Current sales gridded indicates $132,000, $ 145,000 & $150,000. 1st two sales are within 2 blocks of the subject. 3rd is in an similar neighborhood. All sales within the past year, one within the past month.

3 Homes currently for sales within the same block of the subject property (gridded as the sales0 $175,000, DOM 133, $165,000 DOM 57, $132,000 43. MLS shows homes selling at about 95% of listing price. $132,000 home is in inferior condition to the subject and comps.

With the little information I have about the home, I would have to believe that the subject were to put on the market it would be $165,000-$175,000 range.

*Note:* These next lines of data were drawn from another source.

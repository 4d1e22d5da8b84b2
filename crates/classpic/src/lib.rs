//! Classpic - render plain-text class diagrams to raster images
//!
//! A library for parsing a small line-oriented class-diagram notation and
//! rendering it as a raster image. The pipeline is strictly linear:
//! text is parsed into a [`Diagram`], the layout engine assigns a
//! rectangle to every class, and the renderer scales the result onto a
//! caller-supplied canvas.
//!
//! # Notation
//!
//! ```text
//! class Animal
//! class Dog
//! Animal : +name : string
//! Dog : -bark() : void
//! Dog <|-- Animal
//! ```
//!
//! Lines that match no rule are silently ignored; the parser never fails.
//!
//! # Quick Start
//!
//! ```rust
//! let diagram = classpic::parse("class Animal\nAnimal : +name : string");
//! let image = classpic::render(&diagram, 800, 600).unwrap();
//! assert_eq!((image.width(), image.height()), (800, 600));
//! ```
//!
//! # Advanced Usage
//!
//! The stages compose individually when the computed positions are of
//! interest:
//!
//! ```rust
//! use classpic::layout::layout;
//!
//! let diagram = classpic::parse("class Dog\nclass Animal\nDog <|-- Animal");
//! let positions = layout(&diagram);
//! assert!(positions.position("Dog").is_some());
//! let image = classpic::render::render(&diagram, &positions, 640, 480).unwrap();
//! ```

pub mod core;
pub mod diagram;
pub mod layout;
pub mod parser;
pub mod render;

pub use crate::core::DiagramError;
pub use diagram::{Class, Diagram, Member, Relation, RelationKind, Visibility};
pub use layout::{LayoutResult, Rect};
pub use render::RasterImage;

/// Parse class notation into a [`Diagram`]
///
/// Never fails; the worst case is an empty diagram.
pub fn parse(input: &str) -> Diagram {
    parser::parse(input)
}

/// Lay out and render a diagram onto a canvas of the given dimensions
///
/// Both dimensions must be positive; a zero dimension is the one caller
/// contract violation and yields [`DiagramError::InvalidCanvas`].
pub fn render(
    diagram: &Diagram,
    canvas_width: u32,
    canvas_height: u32,
) -> Result<RasterImage, DiagramError> {
    let positions = layout::layout(diagram);
    render::render(diagram, &positions, canvas_width, canvas_height)
}

/// Run the whole pipeline and encode the result as PNG bytes
pub fn render_png(
    input: &str,
    canvas_width: u32,
    canvas_height: u32,
) -> Result<Vec<u8>, DiagramError> {
    let diagram = parse(input);
    render(&diagram, canvas_width, canvas_height)?.encode_png()
}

Since this is a drive by and lender wants a cheap appraisal, should I just base my opinion on the sales only, and just explain that the listings are listings and sales are sales.

Other suggestions ? ? ?

Thanks
 

Dave Smith

Senior Member
Joined
Jan 14, 2002
Professional Status
Certified Residential Appraiser
State
Wisconsin
Quote: "Since this is a drive by and lender wants a cheap appraisal, should I just base my opinion on the sales only, and just explain that the listings are listings and sales are sales."

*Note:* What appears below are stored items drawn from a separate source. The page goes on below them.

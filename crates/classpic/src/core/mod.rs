//! Shared infrastructure for the diagram pipeline

mod error;
pub mod logging;

pub use error::*;
pub use logging::*;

A "drive by" doesn't decrease the requirement to do a thorough job. The lender may want a cheap appraisal but you may not be able to accommodate him/her. If you don't have enough information on the subject you need to do an interior inspection, whether the lender wants you to do so or not. And a listing is not a sale until its a sale. In my book ya gotta go with the sales. :D
 

Joker

Elite Member
Joined
May 28, 2002
Professional Status
Certified General Appraiser
State
Ohio
Lee,
Surely you jerking our chain :!: Using listings as sales :?: Sounds like the $175,000 home is listed too high, given the DOM. Take 95% of the listing price of the $165,000 home and you are in range with your actual sales. A sale ain't a sale until it's closed. Even if it's under contract.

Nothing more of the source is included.